### Provided entries

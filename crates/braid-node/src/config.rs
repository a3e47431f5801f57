//! Node configuration types

use braid_engine::creator::EventCreationConfig;
use serde::{Deserialize, Serialize};
use std::path::Path;
use std::time::Duration;

/// Complete node configuration
#[derive(Clone, Debug, Default, Serialize, Deserialize)]
pub struct NodeConfig {
    /// Node operation settings
    #[serde(default)]
    pub node: NodeSettings,

    /// Event creation parameters
    #[serde(default)]
    pub creation: CreationSettings,

    /// Logging configuration
    #[serde(default)]
    pub logging: LoggingSettings,

    /// Metrics configuration
    #[serde(default)]
    pub metrics: MetricsSettings,
}

impl NodeConfig {
    /// Load configuration from a TOML file
    pub fn load_from_file(path: impl AsRef<Path>) -> anyhow::Result<Self> {
        let contents = std::fs::read_to_string(path.as_ref())?;
        let config: NodeConfig = toml::from_str(&contents)?;
        Ok(config)
    }
}

/// Basic node settings
#[derive(Clone, Debug, Serialize, Deserialize)]
pub struct NodeSettings {
    /// Node name
    #[serde(default = "default_node_name")]
    pub name: String,

    /// Key seed file path
    #[serde(default = "default_keys_path")]
    pub keys_path: String,
}

fn default_node_name() -> String {
    "braid-node".to_string()
}

fn default_keys_path() -> String {
    "./keys/node".to_string()
}

impl Default for NodeSettings {
    fn default() -> Self {
        Self {
            name: default_node_name(),
            keys_path: default_keys_path(),
        }
    }
}

/// Event creation parameters
#[derive(Clone, Debug, Serialize, Deserialize)]
pub struct CreationSettings {
    /// Strategy tunables passed through to the engine
    #[serde(default)]
    pub engine: EventCreationConfig,

    /// Milliseconds between creation attempts
    #[serde(default = "default_attempt_interval_ms")]
    pub attempt_interval_ms: u64,

    /// Maximum transactions per event (0 = unlimited)
    #[serde(default)]
    pub transaction_batch_limit: usize,

    /// Maximum events created per second (0 = unlimited)
    #[serde(default)]
    pub max_creation_rate: f64,

    /// Seconds after startup during which creation is denied
    #[serde(default = "default_startup_freeze_seconds")]
    pub startup_freeze_seconds: u64,

    /// Command-queue depth above which creation is denied (0 = disabled)
    #[serde(default = "default_intake_queue_limit")]
    pub intake_queue_limit: usize,

    /// Capacity of the worker's command queue
    #[serde(default = "default_command_queue_capacity")]
    pub command_queue_capacity: usize,
}

fn default_attempt_interval_ms() -> u64 {
    50
}

fn default_startup_freeze_seconds() -> u64 {
    10
}

fn default_intake_queue_limit() -> usize {
    1024
}

fn default_command_queue_capacity() -> usize {
    4096
}

impl CreationSettings {
    pub fn attempt_interval(&self) -> Duration {
        Duration::from_millis(self.attempt_interval_ms)
    }

    pub fn startup_freeze(&self) -> Duration {
        Duration::from_secs(self.startup_freeze_seconds)
    }
}

impl Default for CreationSettings {
    fn default() -> Self {
        Self {
            engine: EventCreationConfig::default(),
            attempt_interval_ms: default_attempt_interval_ms(),
            transaction_batch_limit: 0,
            max_creation_rate: 0.0,
            startup_freeze_seconds: default_startup_freeze_seconds(),
            intake_queue_limit: default_intake_queue_limit(),
            command_queue_capacity: default_command_queue_capacity(),
        }
    }
}

/// Logging configuration
#[derive(Clone, Debug, Serialize, Deserialize)]
pub struct LoggingSettings {
    /// Log level filter
    #[serde(default = "default_log_level")]
    pub level: String,

    /// Log format: "text" or "json"
    #[serde(default = "default_log_format")]
    pub format: String,
}

fn default_log_level() -> String {
    "info".to_string()
}

fn default_log_format() -> String {
    "text".to_string()
}

impl Default for LoggingSettings {
    fn default() -> Self {
        Self {
            level: default_log_level(),
            format: default_log_format(),
        }
    }
}

/// Metrics configuration
#[derive(Clone, Debug, Serialize, Deserialize)]
pub struct MetricsSettings {
    /// Enable metrics
    #[serde(default = "default_true")]
    pub enabled: bool,

    /// Prometheus listen address
    #[serde(default = "default_prometheus_addr")]
    pub prometheus_addr: String,
}

fn default_true() -> bool {
    true
}

fn default_prometheus_addr() -> String {
    "127.0.0.1:9615".to_string()
}

impl Default for MetricsSettings {
    fn default() -> Self {
        Self {
            enabled: true,
            prometheus_addr: default_prometheus_addr(),
        }
    }
}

######

Directions
Going down from the first line of the entries above, restate each line word for word until the line holding "pub struct CreationSettings" is done.

Answer box
filename crates/braid-node/src/config.rs
repository a3e47431f5801f57
//! Node configuration types

use braid_engine::creator::EventCreationConfig;
use serde::{Deserialize, Serialize};
use std::path::Path;
use std::time::Duration;

/// Complete node configuration
#[derive(Clone, Debug, Default, Serialize, Deserialize)]
pub struct NodeConfig {
    /// Node operation settings
    #[serde(default)]
    pub node: NodeSettings,

    /// Event creation parameters
    #[serde(default)]
    pub creation: CreationSettings,

    /// Logging configuration
    #[serde(default)]
    pub logging: LoggingSettings,

    /// Metrics configuration
    #[serde(default)]
    pub metrics: MetricsSettings,
}

impl NodeConfig {
    /// Load configuration from a TOML file
    pub fn load_from_file(path: impl AsRef<Path>) -> anyhow::Result<Self> {
        let contents = std::fs::read_to_string(path.as_ref())?;
        let config: NodeConfig = toml::from_str(&contents)?;
        Ok(config)
    }
}

/// Basic node settings
#[derive(Clone, Debug, Serialize, Deserialize)]
pub struct NodeSettings {
    /// Node name
    #[serde(default = "default_node_name")]
    pub name: String,

    /// Key seed file path
    #[serde(default = "default_keys_path")]
    pub keys_path: String,
}

fn default_node_name() -> String {
    "braid-node".to_string()
}

fn default_keys_path() -> String {
    "./keys/node".to_string()
}

impl Default for NodeSettings {
    fn default() -> Self {
        Self {
            name: default_node_name(),
            keys_path: default_keys_path(),
        }
    }
}

/// Event creation parameters
#[derive(Clone, Debug, Serialize, Deserialize)]
pub struct CreationSettings {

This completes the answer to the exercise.